→ TASK BRIEF:
Below are entries. Copy exactly the lines running from the line that holds "if self.oversize_warn_bytes >" to the line that holds "when nothing fits.", with both ends included.

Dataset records
━━━━━━━━━━
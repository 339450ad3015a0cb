//! The shared buffer handle.
//!
//! [`LogBuffer`] is what the collaborating parties hold: the telemetry
//! producer pushes records through it, the uploader forms and resolves
//! blocks through it, and the capacity monitor enforces the volume ceiling
//! through it. Handles are cheap clones of one underlying store guarded by
//! a single lock, so the partition and the volume counter can never be
//! observed or modified inconsistently — there is no ambient singleton,
//! only explicitly shared handles.

use std::path::Path;
use std::sync::{Arc, Mutex, MutexGuard};

use breccia_config::BufferConfig;
use breccia_storage::{
    CompactionConfig, CompactionResult, JournalOptions, JournalStore, LogBlock, LogStore,
    MemoryStore,
};
use breccia_types::{BlockId, BufferStats, RecordSeq};
use bytes::Bytes;

use crate::error::{BufferError, Result};

/// Thread-safe handle to one log buffer instance.
///
/// All five buffer operations take `&self` and may be called from
/// producer, uploader, and capacity-monitor threads concurrently; every
/// call serializes on the same mutex. None of the operations block beyond
/// that lock, and formation/eviction run in time proportional to the
/// records they inspect.
pub struct LogBuffer<S = JournalStore> {
    inner: Arc<Mutex<S>>,
    /// Warn at ingestion above this size; zero disables the check.
    oversize_warn_bytes: u64,
}

impl<S> Clone for LogBuffer<S> {
    fn clone(&self) -> Self {
        Self {
            inner: Arc::clone(&self.inner),
            oversize_warn_bytes: self.oversize_warn_bytes,
        }
    }
}

impl LogBuffer<MemoryStore> {
    /// Creates a buffer with no durability boundary.
    ///
    /// Suitable for tests and for callers that accept losing buffered
    /// records on process exit.
    pub fn in_memory() -> Self {
        Self::with_store(MemoryStore::new())
    }
}

impl LogBuffer<JournalStore> {
    /// Opens (or creates) a journal-backed buffer at the given path.
    pub fn open(path: impl AsRef<Path>) -> Result<Self> {
        let store = JournalStore::open(path.as_ref())?;
        Ok(Self::with_store(store))
    }

    /// Opens a journal-backed buffer from a loaded configuration.
    pub fn open_with_config(config: &BufferConfig) -> Result<Self> {
        let options = JournalOptions {
            fsync_on_append: config.storage.fsync_on_append,
            compaction: CompactionConfig {
                min_file_bytes: config.compaction.min_file_bytes,
                dead_ratio: config.compaction.dead_ratio,
            },
        };
        let store = JournalStore::open_with(config.journal_path(), options)?;
        Ok(Self::with_store(store)
            .with_oversize_warn(config.limits.effective_oversize_warn_bytes()))
    }

    /// Rewrites the journal without its retired entries.
    pub fn compact(&self) -> Result<CompactionResult> {
        Ok(self.lock()?.compact()?)
    }
}

impl<S: LogStore> LogBuffer<S> {
    /// Wraps an already-constructed backend in a shareable handle.
    pub fn with_store(store: S) -> Self {
        Self {
            inner: Arc::new(Mutex::new(store)),
            oversize_warn_bytes: 0,
        }
    }

    /// Sets the ingestion size above which a record is flagged as unable
    /// to fit a default-sized block. Zero disables the check.
    pub fn with_oversize_warn(mut self, bytes: u64) -> Self {
        self.oversize_warn_bytes = bytes;
        self
    }

    fn lock(&self) -> Result<MutexGuard<'_, S>> {
        self.inner.lock().map_err(|_| BufferError::LockPoisoned)
    }

    /// Persists a new record into the pending pool, in arrival order.
    ///
    /// Accepts any payload; a record too large for the configured block
    /// size is still stored and logged, since it can only leave the buffer
    /// through eviction or an unusually large block request.
    pub fn add_record(&self, payload: impl Into<Bytes>) -> Result<RecordSeq> {
        let payload = payload.into();
        if self.oversize_warn_bytes > 0 && payload.len() as u64 > self.oversize_warn_bytes {
            tracing::warn!(
                size = payload.len(),
                threshold = self.oversize_warn_bytes,
                "record exceeds the block size and will sit pending until evicted"
            );
        }
        Ok(self.lock()?.add_record(payload)?)
    }

    /// Forms a delivery block of at most `max_bytes` from pending records,
    /// or returns `None` when nothing fits.
    pub fn take_block(&self, max_bytes: u64) -> Result<Option<LogBlock>> {
        Ok(self.lock()?.take_block(max_bytes)?)
    }

    /// Confirms that a block was durably delivered; duplicate and unknown
    /// ids are no-ops.
    pub fn confirm_block(&self, id: &BlockId) -> Result<()> {
        Ok(self.lock()?.confirm_block(id)?)
    }

    /// Reports a failed delivery; the block's surviving records return to
    /// the pending pool for re-selection.
    pub fn fail_block(&self, id: &BlockId) -> Result<()> {
        Ok(self.lock()?.fail_block(id)?)
    }

    /// Destroys the oldest records until the volume is at or below
    /// `max_volume`. Returns the bytes reclaimed.
    pub fn enforce_max_volume(&self, max_volume: u64) -> Result<u64> {
        Ok(self.lock()?.enforce_max_volume(max_volume)?)
    }

    /// Returns a point-in-time accounting snapshot.
    pub fn stats(&self) -> Result<BufferStats> {
        Ok(self.lock()?.stats())
    }

    /// Current volume in bytes of all pending + in-flight records.
    pub fn volume(&self) -> Result<u64> {
        Ok(self.lock()?.volume())
    }

    /// Number of currently owned records.
    pub fn record_count(&self) -> Result<usize> {
        Ok(self.lock()?.record_count())
    }
}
━━━━━━━━━━
→ WORKED SOLUTION:
        if self.oversize_warn_bytes > 0 && payload.len() as u64 > self.oversize_warn_bytes {
            tracing::warn!(
                size = payload.len(),
                threshold = self.oversize_warn_bytes,
                "record exceeds the block size and will sit pending until evicted"
            );
        }
        Ok(self.lock()?.add_record(payload)?)
    }

    /// Forms a delivery block of at most `max_bytes` from pending records,
    /// or returns `None` when nothing fits.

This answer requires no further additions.